As for the rising GCSE outcomes - well, of course that means the exams are getting easier. Nothing else could surely account for the improvements. Like, for instance, improved teaching? Or the fact that we now test these children at every interval with SATs and officially reported teacher assessments? Or the fact that teachers are expected to monitor the slightest alteration in a child's progress and intervene the second anything declines? Or the examinations culture in which we live, where teachers and students fear failure and strive to achieve the golden C grade (or higher) at all costs. Giving up breaks, before school, after school, weekends and holidays to cram in additional revision sessions. Or the fact that us teachers are governed to ensure that students 'pass' from the moment they arrive in our secondary school classrooms?

For goodness' sake.

You've seen the cartoons, when the money grabbing character looks at an object/animal/item/victim and above each one is a dollar sign and its value?
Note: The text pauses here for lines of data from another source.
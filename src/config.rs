//! Environment-driven configuration
//!
//! Every setting has a hardcoded default; environment variables override it.
//! Malformed numeric values are logged and ignored rather than treated as
//! fatal.

use std::path::PathBuf;
use std::time::Duration;

use tracing::warn;

use crate::data::newsdata::NEWSDATA_BASE_URL;
use crate::data::{FetchOptions, RetryPolicy};

/// Default number of records per page
pub const DEFAULT_PAGE_SIZE: usize = 4;

/// Default upper bound on `pageSize`
pub const DEFAULT_MAX_PAGE_SIZE: usize = 4;

/// Default number of pages a section exposes
pub const DEFAULT_MAX_PAGES: usize = 5;

/// Absolute ceiling on records held per section
pub const MAX_CACHE_ITEMS: usize = 100;

/// Minimum gap between background refreshes of one section
pub const MIN_REFRESH_INTERVAL: Duration = Duration::from_secs(10);

const DEFAULT_BIND: &str = "0.0.0.0:3000";

const MINUTE_MS: u64 = 60 * 1000;
const HOUR_MS: u64 = 60 * MINUTE_MS;

/// Settings for one news section
#[derive(Debug, Clone, PartialEq)]
pub struct SectionConfig {
    /// Section name, also the URL path segment and cache file stem
    pub name: String,
    /// Label reported back in response metadata
    pub region: Option<String>,
    /// Search term passed as `q` (empty means none)
    pub query: String,
    pub fetch_options: FetchOptions,
    /// How long fetched records count as fresh
    pub cache_duration: Duration,
    /// Informational cooldown after a successful fetch
    pub cooldown: Duration,
    pub retry: RetryPolicy,
}

impl SectionConfig {
    /// Builds a section with default timings
    pub fn new(name: impl Into<String>, query: impl Into<String>) -> Self {
        Self {
            name: name.into(),
            region: None,
            query: query.into(),
            fetch_options: FetchOptions::default(),
            cache_duration: Duration::from_millis(10 * MINUTE_MS),
            cooldown: Duration::from_millis(61 * MINUTE_MS),
            retry: RetryPolicy::default(),
        }
    }

    /// Applies `<SECTION>_*` environment overrides
    fn apply_env(mut self, lookup: &impl Fn(&str) -> Option<String>) -> Self {
        let prefix = self.name.to_uppercase();
        if let Some(ms) = parse_var(lookup, &format!("{prefix}_CACHE_DURATION_MS")) {
            self.cache_duration = Duration::from_millis(ms);
        }
        if let Some(ms) = parse_var(lookup, &format!("{prefix}_COOLDOWN_MS")) {
            self.cooldown = Duration::from_millis(ms);
        }
        if let Some(n) = parse_var::<u32>(lookup, &format!("{prefix}_MAX_RETRIES")) {
            self.retry.max_retries = n;
        }
        if let Some(ms) = parse_var(lookup, &format!("{prefix}_RETRY_DELAY_MS")) {
            self.retry.base_delay = Duration::from_millis(ms);
        }
        self
    }
}

/// The three live sections with their upstream queries
pub fn default_sections() -> Vec<SectionConfig> {
    vec![
        SectionConfig {
            region: Some("noticias".to_string()),
            fetch_options: FetchOptions {
                country: Some("uy".to_string()),
                ..FetchOptions::default()
            },
            ..SectionConfig::new("noticias", "")
        },
        SectionConfig {
            region: Some("música".to_string()),
            fetch_options: FetchOptions {
                language: Some("es".to_string()),
                ..FetchOptions::default()
            },
            cache_duration: Duration::from_millis(4 * HOUR_MS),
            ..SectionConfig::new("musica", "music")
        },
        SectionConfig {
            region: Some("entretenimiento".to_string()),
            cache_duration: Duration::from_millis(4 * HOUR_MS),
            ..SectionConfig::new("farandula", "farandula")
        },
    ]
}

/// Process-wide settings
#[derive(Debug, Clone)]
pub struct ServiceConfig {
    /// NewsData.io API key (`USER_API_KEY`)
    pub api_key: Option<String>,
    pub base_url: String,
    /// Bearer token for the admin endpoints
    pub admin_token: Option<String>,
    /// Overrides the XDG cache directory
    pub cache_dir: Option<PathBuf>,
    pub bind: String,
    pub max_pages: usize,
    pub max_page_size: usize,
    pub sections: Vec<SectionConfig>,
}

impl Default for ServiceConfig {
    fn default() -> Self {
        Self {
            api_key: None,
            base_url: NEWSDATA_BASE_URL.to_string(),
            admin_token: None,
            cache_dir: None,
            bind: DEFAULT_BIND.to_string(),
            max_pages: DEFAULT_MAX_PAGES,
            max_page_size: DEFAULT_MAX_PAGE_SIZE,
            sections: default_sections(),
        }
    }
}

impl ServiceConfig {
    /// Loads settings from the process environment (and `.env` if present)
    pub fn from_env() -> Self {
        dotenv::dotenv().ok();
        Self::from_lookup(|key| std::env::var(key).ok())
    }

    /// Loads settings through an arbitrary variable lookup
    pub fn from_lookup(lookup: impl Fn(&str) -> Option<String>) -> Self {
        let defaults = Self::default();
        let api_key = non_empty(lookup("USER_API_KEY"));
        let admin_token = non_empty(lookup("CACHE_ADMIN_TOKEN")).or_else(|| api_key.clone());

        Self {
            api_key,
            base_url: non_empty(lookup("NEWSDATA_BASE_URL")).unwrap_or(defaults.base_url),
            admin_token,
            cache_dir: non_empty(lookup("RADIOFEED_CACHE_DIR")).map(PathBuf::from),
            bind: non_empty(lookup("RADIOFEED_BIND")).unwrap_or(defaults.bind),
            max_pages: parse_var(&lookup, "RADIOFEED_MAX_PAGES")
                .filter(|n| *n > 0)
                .unwrap_or(defaults.max_pages),
            max_page_size: parse_var(&lookup, "RADIOFEED_MAX_PAGE_SIZE")
                .filter(|n| *n > 0)
                .unwrap_or(defaults.max_page_size),
            sections: defaults
                .sections
                .into_iter()
                .map(|s| s.apply_env(&lookup))
                .collect(),
        }
    }

    /// Records kept per section: every reachable page, bounded by the ceiling
    pub fn max_items(&self) -> usize {
        self.max_pages
            .saturating_mul(self.max_page_size)
            .min(MAX_CACHE_ITEMS)
    }

    pub fn section(&self, name: &str) -> Option<&SectionConfig> {
        self.sections.iter().find(|s| s.name == name)
    }
}

fn non_empty(value: Option<String>) -> Option<String> {
    value.filter(|v| !v.trim().is_empty())
}

/// Parses a numeric variable, warning on garbage
fn parse_var<T: std::str::FromStr>(lookup: &impl Fn(&str) -> Option<String>, key: &str) -> Option<T> {
    let raw = non_empty(lookup(key))?;
    match raw.trim().parse() {
        Ok(value) => Some(value),
        Err(_) => {
            warn!(key, value = %raw, "Ignoring invalid numeric environment value");
            None
        }
    }
}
Well, when I look at a class of 30 Year 7 children (all shiny and new and over-keen to impress me to the point of irritation), I see little GCSE targets floating above their heads. There's a C grade. There's an A grade. There's an E grade. There's an A* (no pressure then).

I'm not lying. We are given their GCSE target grades - that's the grade they're expected to achieve at the end of their 5 year journey with us - within the first term of entering the school. Ta da. That child's future is then set in stone. The precious target grade will dictate his/her class set (and as a result, his/her friendship group); it will also dictate the amount of money and resources lavished upon the child.

Every child targeted a C or above should achieve their target because, come Year 11, they will have received 5 years' worth of investment. Some of those with D grade targets will have had the same treatment - convert those Ds to Cs and points means prizes.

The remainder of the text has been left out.